Federal Reserve Chairman Jerome Powell answers a question from a reporter during a press conference following a Federal Open Market Committee meeting at the William McChesney Martin Jr. Federal Reserve Building on July 31, 2024 in Washington, DC.
Andrew Harnick | Getty Images
In the eyes of the market, the Fed finds itself either poised to avoid a recession or doomed to repeat the mistakes of its recent past — when it was too late to see the coming storm.
The response from Federal Reserve Chairman Jerome Powell and his colleagues is likely to be crucial in determining how investors navigate such a turbulent climate. Wall Street has been on a wild ride over the past few days, with Tuesday’s upbeat sentiment helping to mitigate some of the damage since recession fears escalated last week.
“In short, there is no recession today, but a recession is increasingly inevitable by year-end if the Fed fails to act,” Steven Blitz, chief U.S. economist at TS Lombard, said in a note to clients. “But it will, starting with a (half-percentage point) cut in September and then announcing it in late August.”
Blitz’s comments reflect the sentiment on Wall Street — there is little sense that a recession is inevitable unless, of course, the Fed fails to act. Then the odds are high.
Disappointing economic data recently has raised concerns that the Fed missed an opportunity at its meeting last week to send a clearer signal that easing was on its way, if not an outright rate cut. That helped evoke memories of the not-so-distant past when Fed officials dismissed the 2021 surge in inflation as “transitory” and eventually pushed through a series of aggressive rate hikes.
Now, with a weak July jobs report and growing concerns about an economic slowdown, the investment community wants the Fed to take strong action before it's too late.
Traders are pricing in a strong chance of a half-percentage-point rate cut in September, followed by a sharp easing that could take the short-term borrowing rate down 2.25 percentage points by the end of next year, as shown by 30-day Fed funds futures. The Fed currently targets a target range of 5.25% to 5.5%.
“The unfortunate reality is that a set of data confirms what the rising unemployment rate now clearly suggests — that the U.S. economy is at best at risk of falling into recession and at worst already in recession,” wrote Andrew Hollenhorst, an economist at Citigroup. “The data over the next month is likely to confirm the continued slowdown, making a September rate cut likely and a cut likely between meetings.”
Emergency relief unlikely
With the economy continuing to create jobs and stock market averages near record highs, despite the recent sell-off, an emergency cut between now and the FOMC meeting on September 17-18 seems unlikely, to say the least.
But the very fact that this is being talked about suggests the depth of recession fears. In the past, the Fed has made only nine such cuts, all under intense pressure, according to Bank of America.
“If the question is, ‘Should the Fed consider cutting rates between meetings now?’ we think history says, ‘No, not even soon,’” said Michael Gapen, an economist at Bank of America.

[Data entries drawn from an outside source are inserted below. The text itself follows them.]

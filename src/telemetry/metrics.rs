//! Prometheus metrics
//!
//! Recorded through the `metrics` facade; they are no-ops unless an
//! exporter has been installed.

use std::time::Duration;

use rust_decimal::prelude::ToPrimitive;

use crate::gate::EdgeDecision;

const ANALYSES_TOTAL: &str = "polybet_analyses_total";
const REJECTIONS_TOTAL: &str = "polybet_rejections_total";
const FAILURES_TOTAL: &str = "polybet_analysis_failures_total";
const QUOTE_FALLBACKS_TOTAL: &str = "polybet_quote_fallbacks_total";
const FETCH_LATENCY_SECONDS: &str = "polybet_fetch_latency_seconds";
const EXPECTED_VALUE: &str = "polybet_expected_value";

/// Count a completed analysis and its reject reasons
pub fn record_analysis(decision: &EdgeDecision) {
    let outcome = if decision.approved { "approved" } else { "rejected" };
    metrics::counter!(ANALYSES_TOTAL, "outcome" => outcome, "side" => decision.side.to_string())
        .increment(1);

    for reason in &decision.reject_reasons {
        metrics::counter!(REJECTIONS_TOTAL, "reason" => reason.to_string()).increment(1);
    }

    if let Some(ev) = decision.expected_value.to_f64() {
        metrics::histogram!(EXPECTED_VALUE).record(ev);
    }
}

/// Count an analysis that ended in a typed failure
pub fn record_failure(kind: &'static str) {
    metrics::counter!(FAILURES_TOTAL, "kind" => kind).increment(1);
}

/// Count a CLOB read that fell back to Gamma quotes
pub fn record_quote_fallback(what: &'static str) {
    metrics::counter!(QUOTE_FALLBACKS_TOTAL, "what" => what).increment(1);
}

/// Record one HTTP round trip
pub fn record_fetch_latency(elapsed: Duration) {
    metrics::histogram!(FETCH_LATENCY_SECONDS).record(elapsed.as_secs_f64());
}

But in the absence of a catalyst for a rate cut between meetings, the Fed is expected to cut rates at the same pace it raised them between March 2022 and July 2023. The bank could begin that process later this month, when Powell delivers his much-anticipated policy speech at the Fed’s annual retreat in Jackson Hole, Wyoming. Powell is already expected to signal how the easing path will evolve.

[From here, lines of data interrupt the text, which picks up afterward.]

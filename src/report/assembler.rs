//! Report assembly

use chrono::Utc;
use uuid::Uuid;

use super::{AnalysisReport, MarketQuality};
use crate::gate::{CostBreakdown, EdgeDecision, GateThresholds};
use crate::market::MarketSnapshot;
use crate::pricing::FairProbabilityResult;
use crate::risk::SizingResult;
use crate::selection::CandidateList;

/// Bundles the pipeline outputs into an [`AnalysisReport`]
#[derive(Debug, Clone)]
pub struct ReportAssembler {
    thresholds: GateThresholds,
}

impl ReportAssembler {
    /// `thresholds` are echoed into the report for the what-would-change section
    pub fn new(thresholds: GateThresholds) -> Self {
        Self { thresholds }
    }

    pub fn assemble(
        &self,
        query: Option<String>,
        snapshot: MarketSnapshot,
        candidates: Option<CandidateList>,
        fair: FairProbabilityResult,
        decision: EdgeDecision,
        sizing: SizingResult,
    ) -> AnalysisReport {
        let costs = CostBreakdown::estimate(&snapshot);
        let quality = MarketQuality::assess(&snapshot);

        AnalysisReport {
            id: Uuid::new_v4(),
            generated_at: Utc::now(),
            query,
            snapshot,
            candidates: candidates.filter(|c| !c.is_empty()),
            fair,
            decision,
            sizing,
            costs,
            quality,
            thresholds: self.thresholds.clone(),
        }
    }
}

Joseph LaVorgna, chief U.S. economist at SMBC Nikko Securities, expects the Fed to cut rates by a full 3 percentage points by the end of 2025, which would be more aggressive than current market expectations.
“Either you inflate interest rates or you go home. The Fed has made it clear that interest rates are too high. Why is it slow to remove tightening? It will rush to cut rates for one reason only: interest rates are not at the right level. Why wait?”

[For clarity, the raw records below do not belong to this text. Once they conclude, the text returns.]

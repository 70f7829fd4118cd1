//! End-to-end analysis over in-memory market and quote sources

use std::collections::HashMap;

use async_trait::async_trait;
use polybet::analysis::{AnalysisEngine, AnalysisRequest, Analyzer};
use polybet::config::Config;
use polybet::error::AnalysisError;
use polybet::gate::{ReasonCode, Side};
use polybet::market::{
    BookmakerOdds, MarketSnapshot, MarketSource, QuoteSource, ReferenceSource, TopOfBook,
};
use polybet::risk::CappedBy;
use rust_decimal::Decimal;
use rust_decimal_macros::dec;

#[derive(Default)]
struct FakeMarkets {
    events: HashMap<String, Vec<MarketSnapshot>>,
    markets: HashMap<String, MarketSnapshot>,
    search: Vec<MarketSnapshot>,
}

#[async_trait]
impl MarketSource for FakeMarkets {
    async fn event_markets(&self, slug: &str) -> anyhow::Result<Vec<MarketSnapshot>> {
        Ok(self.events.get(slug).cloned().unwrap_or_default())
    }

    async fn market_by_slug(&self, slug: &str) -> anyhow::Result<Option<MarketSnapshot>> {
        Ok(self.markets.get(slug).cloned())
    }

    async fn search(&self, _query: &str) -> anyhow::Result<Vec<MarketSnapshot>> {
        Ok(self.search.clone())
    }
}

struct FakeQuotes {
    top: TopOfBook,
    fee: Option<Decimal>,
    fail: bool,
}

#[async_trait]
impl QuoteSource for FakeQuotes {
    async fn top_of_book(&self, _token_id: &str) -> anyhow::Result<TopOfBook> {
        if self.fail {
            anyhow::bail!("book unavailable");
        }
        Ok(self.top)
    }

    async fn fee_rate(&self, _token_id: &str) -> anyhow::Result<Option<Decimal>> {
        if self.fail {
            anyhow::bail!("fee unavailable");
        }
        Ok(self.fee)
    }
}

struct FakeReferences {
    books: Vec<BookmakerOdds>,
    fail: bool,
}

#[async_trait]
impl ReferenceSource for FakeReferences {
    async fn bookmaker_odds(&self, _title: &str) -> anyhow::Result<Vec<BookmakerOdds>> {
        if self.fail {
            anyhow::bail!("odds feed down");
        }
        Ok(self.books.clone())
    }
}

fn lakers_celtics_books() -> FakeReferences {
    FakeReferences {
        books: vec![BookmakerOdds {
            bookmaker: "Pinnacle".to_string(),
            outcomes: vec![
                ("Los Angeles Lakers".to_string(), dec!(1.25)),
                ("Boston Celtics".to_string(), dec!(5.0)),
            ],
        }],
        fail: false,
    }
}

fn market(slug: &str, liquidity: Decimal, bid: Option<Decimal>, ask: Option<Decimal>) -> MarketSnapshot {
    MarketSnapshot::builder(slug, format!("Will {slug} win?"))
        .slug(slug)
        .liquidity(liquidity)
        .volume_24hr(dec!(1000))
        .quotes(bid, ask)
        .build()
        .unwrap()
}

fn analyzer(markets: FakeMarkets, quotes: Option<FakeQuotes>) -> Analyzer<FakeMarkets, FakeQuotes> {
    let engine = AnalysisEngine::from_config(&Config::default()).unwrap();
    Analyzer::new(engine, markets, quotes)
}

fn analysis_error(err: &anyhow::Error) -> &AnalysisError {
    err.downcast_ref::<AnalysisError>()
        .expect("expected a typed analysis error")
}

#[tokio::test]
async fn test_free_text_selects_deepest_market() {
    let markets = FakeMarkets {
        search: vec![
            market("lakers", dec!(5000), Some(dec!(0.45)), Some(dec!(0.47))),
            market("celtics", dec!(30000), Some(dec!(0.50)), Some(dec!(0.51))),
            MarketSnapshot::builder("old", "Old")
                .slug("old")
                .liquidity(dec!(100000))
                .closed(true)
                .build()
                .unwrap(),
        ],
        ..FakeMarkets::default()
    };

    let report = analyzer(markets, None)
        .analyze(&AnalysisRequest::new("Lakers vs Celtics"))
        .await
        .unwrap();

    assert_eq!(report.snapshot.slug(), "celtics");
    assert_eq!(report.query.as_deref(), Some("Lakers vs Celtics"));
    let candidates = report.candidates.unwrap();
    assert_eq!(candidates.len(), 1);
    assert_eq!(candidates.entries[0].slug, "lakers");
    assert_eq!(candidates.entries[0].rank, 2);

    // tight market without reference: no edge
    assert!(report.decision.rejected_for(ReasonCode::EvTooLow));
    assert_eq!(report.sizing.recommended_stake, Decimal::ZERO);
    assert_eq!(report.sizing.capped_by, CappedBy::None);
}

#[tokio::test]
async fn test_reference_edge_is_approved_and_capped() {
    let markets = FakeMarkets {
        search: vec![market("lakers", dec!(30000), Some(dec!(0.45)), Some(dec!(0.47)))],
        ..FakeMarkets::default()
    };
    let request = AnalysisRequest {
        reference_probability: Some(dec!(0.60)),
        ..AnalysisRequest::new("lakers")
    };

    let report = analyzer(markets, None).analyze(&request).await.unwrap();

    assert_eq!(report.fair.reference_probability, Some(dec!(0.60)));
    assert!(report.decision.approved);
    assert!(report.decision.expected_value >= dec!(0.02));
    // quarter Kelly on 5000 is above the 1% max bet
    assert_eq!(report.sizing.recommended_stake, dec!(50));
    assert_eq!(report.sizing.capped_by, CappedBy::MaxBet);
    assert!(report.to_markdown().contains("**APPROVED**"));
}

#[tokio::test]
async fn test_reference_odds_matched_by_name() {
    let markets = FakeMarkets {
        search: vec![market("lakers", dec!(30000), Some(dec!(0.45)), Some(dec!(0.47)))],
        ..FakeMarkets::default()
    };
    let request = AnalysisRequest {
        reference_odds: Some("Lakers: 1.25\nCeltics: 5.0".to_string()),
        ..AnalysisRequest::new("lakers")
    };

    let report = analyzer(markets, None).analyze(&request).await.unwrap();
    assert_eq!(report.fair.reference_probability, Some(dec!(0.8)));
}

#[tokio::test]
async fn test_event_url_runs_selector() {
    let mut events = HashMap::new();
    events.insert(
        "nba-finals".to_string(),
        vec![
            market("game-1", dec!(1000), Some(dec!(0.40)), Some(dec!(0.42))),
            market("game-2", dec!(9000), Some(dec!(0.60)), Some(dec!(0.62))),
        ],
    );
    let markets = FakeMarkets {
        events,
        ..FakeMarkets::default()
    };

    let report = analyzer(markets, None)
        .analyze(&AnalysisRequest::new("https://polymarket.com/event/nba-finals"))
        .await
        .unwrap();

    assert_eq!(report.snapshot.slug(), "game-2");
    assert!(report.query.is_none());
    assert_eq!(report.candidates.unwrap().query, "nba-finals");
}

#[tokio::test]
async fn test_closed_market_link_is_not_tradable() {
    let mut markets = HashMap::new();
    markets.insert(
        "old".to_string(),
        MarketSnapshot::builder("1", "Old")
            .slug("old")
            .closed(true)
            .build()
            .unwrap(),
    );
    let source = FakeMarkets {
        markets,
        ..FakeMarkets::default()
    };

    let err = analyzer(source, None)
        .analyze(&AnalysisRequest::new("https://polymarket.com/market/old"))
        .await
        .unwrap_err();
    assert_eq!(
        analysis_error(&err),
        &AnalysisError::NoActiveCandidate("old".to_string())
    );
}

#[tokio::test]
async fn test_unknown_slug_not_found() {
    let err = analyzer(FakeMarkets::default(), None)
        .analyze(&AnalysisRequest::new("https://polymarket.com/event/missing"))
        .await
        .unwrap_err();
    assert_eq!(
        analysis_error(&err),
        &AnalysisError::MarketNotFound("missing".to_string())
    );
}

#[tokio::test]
async fn test_quoteless_market_fails_with_insufficient_quotes() {
    let markets = FakeMarkets {
        search: vec![market("lakers", dec!(30000), None, None)],
        ..FakeMarkets::default()
    };

    let err = analyzer(markets, None)
        .analyze(&AnalysisRequest::new("lakers"))
        .await
        .unwrap_err();
    assert!(matches!(
        analysis_error(&err),
        AnalysisError::InsufficientQuotes(_)
    ));
}

#[tokio::test]
async fn test_quoteless_search_hit_refreshed_by_slug() {
    let mut by_slug = HashMap::new();
    by_slug.insert(
        "lakers".to_string(),
        market("lakers", dec!(30000), Some(dec!(0.45)), Some(dec!(0.47))),
    );
    let markets = FakeMarkets {
        markets: by_slug,
        search: vec![market("lakers", dec!(30000), None, None)],
        ..FakeMarkets::default()
    };

    let report = analyzer(markets, None)
        .analyze(&AnalysisRequest::new("lakers"))
        .await
        .unwrap();
    assert_eq!(report.snapshot.best_bid(), Some(dec!(0.45)));
}

#[tokio::test]
async fn test_market_closed_since_search_is_not_analyzed() {
    let mut by_slug = HashMap::new();
    by_slug.insert(
        "lakers".to_string(),
        MarketSnapshot::builder("lakers", "Will lakers win?")
            .slug("lakers")
            .liquidity(dec!(30000))
            .quotes(Some(dec!(0.45)), Some(dec!(0.47)))
            .closed(true)
            .build()
            .unwrap(),
    );
    let markets = FakeMarkets {
        markets: by_slug,
        search: vec![market("lakers", dec!(30000), None, None)],
        ..FakeMarkets::default()
    };

    let err = analyzer(markets, None)
        .analyze(&AnalysisRequest::new("lakers"))
        .await
        .unwrap_err();
    assert_eq!(
        analysis_error(&err),
        &AnalysisError::NoActiveCandidate("lakers".to_string())
    );
}

fn tokenized(slug: &str) -> MarketSnapshot {
    MarketSnapshot::builder(slug, "Will the Lakers win?")
        .slug(slug)
        .liquidity(dec!(30000))
        .quotes(Some(dec!(0.30)), Some(dec!(0.40)))
        .token_id(Some("tok".to_string()))
        .build()
        .unwrap()
}

#[tokio::test]
async fn test_clob_quotes_and_fee_override_gamma() {
    let markets = FakeMarkets {
        search: vec![tokenized("lakers")],
        ..FakeMarkets::default()
    };
    let quotes = FakeQuotes {
        top: TopOfBook {
            best_bid: Some(dec!(0.45)),
            best_ask: Some(dec!(0.47)),
        },
        fee: Some(dec!(0.01)),
        fail: false,
    };

    let report = analyzer(markets, Some(quotes))
        .analyze(&AnalysisRequest::new("lakers"))
        .await
        .unwrap();

    assert_eq!(report.snapshot.best_bid(), Some(dec!(0.45)));
    assert_eq!(report.snapshot.best_ask(), Some(dec!(0.47)));
    assert_eq!(report.snapshot.fee_rate(), Some(dec!(0.01)));
    assert_eq!(report.costs.fee, dec!(0.01));
    assert!(report.decision.breakeven > report.decision.market_implied);
}

#[tokio::test]
async fn test_clob_failure_keeps_gamma_quotes() {
    let markets = FakeMarkets {
        search: vec![tokenized("lakers")],
        ..FakeMarkets::default()
    };
    let quotes = FakeQuotes {
        top: TopOfBook {
            best_bid: None,
            best_ask: None,
        },
        fee: None,
        fail: true,
    };

    let report = analyzer(markets, Some(quotes))
        .analyze(&AnalysisRequest::new("lakers"))
        .await
        .unwrap();

    assert_eq!(report.snapshot.best_bid(), Some(dec!(0.30)));
    assert_eq!(report.snapshot.best_ask(), Some(dec!(0.40)));
    assert!(report.snapshot.fee_rate().is_none());
    // 0.10 spread is above the 0.05 ceiling
    assert!(report.decision.rejected_for(ReasonCode::SpreadTooWide));
}

#[tokio::test]
async fn test_lay_side_flips_edge() {
    let build = || FakeMarkets {
        search: vec![market("lakers", dec!(30000), Some(dec!(0.45)), Some(dec!(0.47)))],
        ..FakeMarkets::default()
    };
    let back = AnalysisRequest {
        reference_probability: Some(dec!(0.60)),
        ..AnalysisRequest::new("lakers")
    };
    let lay = AnalysisRequest {
        side: Side::Lay,
        ..back.clone()
    };

    let back_report = analyzer(build(), None).analyze(&back).await.unwrap();
    let lay_report = analyzer(build(), None).analyze(&lay).await.unwrap();

    assert_eq!(lay_report.decision.edge, -back_report.decision.edge);
    assert!(!lay_report.decision.approved);
    assert_eq!(lay_report.sizing.recommended_stake, Decimal::ZERO);
}

#[tokio::test]
async fn test_report_serializes_to_json() {
    let markets = FakeMarkets {
        search: vec![market("lakers", dec!(30000), Some(dec!(0.45)), Some(dec!(0.47)))],
        ..FakeMarkets::default()
    };
    let report = analyzer(markets, None)
        .analyze(&AnalysisRequest::new("lakers"))
        .await
        .unwrap();

    let json = serde_json::to_value(&report).unwrap();
    assert_eq!(json["decision"]["side"], "back");
    assert_eq!(json["sizing"]["capped_by"], "none");
    assert!(json["id"].is_string());
}

fn lakers_search() -> FakeMarkets {
    FakeMarkets {
        search: vec![market("lakers", dec!(30000), Some(dec!(0.45)), Some(dec!(0.47)))],
        ..FakeMarkets::default()
    }
}

#[tokio::test]
async fn test_bookmaker_consensus_used_without_user_reference() {
    let report = analyzer(lakers_search(), None)
        .with_reference_source(Some(lakers_celtics_books()))
        .analyze(&AnalysisRequest::new("lakers"))
        .await
        .unwrap();

    // "Will lakers win?" matches the Lakers outcome by name word
    assert_eq!(report.fair.reference_probability, Some(dec!(0.8)));
    assert!(report.decision.approved);
}

#[tokio::test]
async fn test_user_odds_suppress_bookmaker_lookup() {
    let request = AnalysisRequest {
        reference_odds: Some("Knicks: 2.0\nNets: 2.0".to_string()),
        ..AnalysisRequest::new("lakers")
    };
    let report = analyzer(lakers_search(), None)
        .with_reference_source(Some(lakers_celtics_books()))
        .analyze(&request)
        .await
        .unwrap();

    assert_eq!(report.fair.reference_probability, None);
}

#[tokio::test]
async fn test_bookmaker_failure_falls_back_to_market() {
    let references = FakeReferences {
        books: vec![],
        fail: true,
    };
    let report = analyzer(lakers_search(), None)
        .with_reference_source(Some(references))
        .analyze(&AnalysisRequest::new("lakers"))
        .await
        .unwrap();

    assert_eq!(report.fair.reference_probability, None);
    assert!(report.decision.rejected_for(ReasonCode::EvTooLow));
}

But LaVorgna isn’t convinced the Fed is fighting a life-or-death battle against recession. But he said “normalizing” the inverted yield curve, or getting longer-dated securities back to yield higher returns than their shorter-dated counterparts, would be key to avoiding a downturn.
Over the weekend, Goldman Sachs drew some attention when it raised its recession forecast, but only to 25% from 15%. However, the bank noted that one reason it doesn’t think a recession is imminent is that the Federal Reserve has plenty of room to cut interest rates — by 5.25 percentage points if necessary — not to mention the ability to restart its bond-buying program known as quantitative easing.
However, any data shocks, such as Friday's negative surprise in nonfarm payrolls numbers, could quickly reignite talk of a recession.
“The Fed is as far behind the economic curve now as it was behind the inflation curve in 2021 and 2022,” economist and strategist David Rosenberg, founder of Rosenberg Research, wrote Tuesday. The growing expectations for rate cuts “foreshadow a real recession scenario because the Fed has rarely done so in the absence of a formal recession — heading into a recession, already in one, or struggling to get out of one,” he added.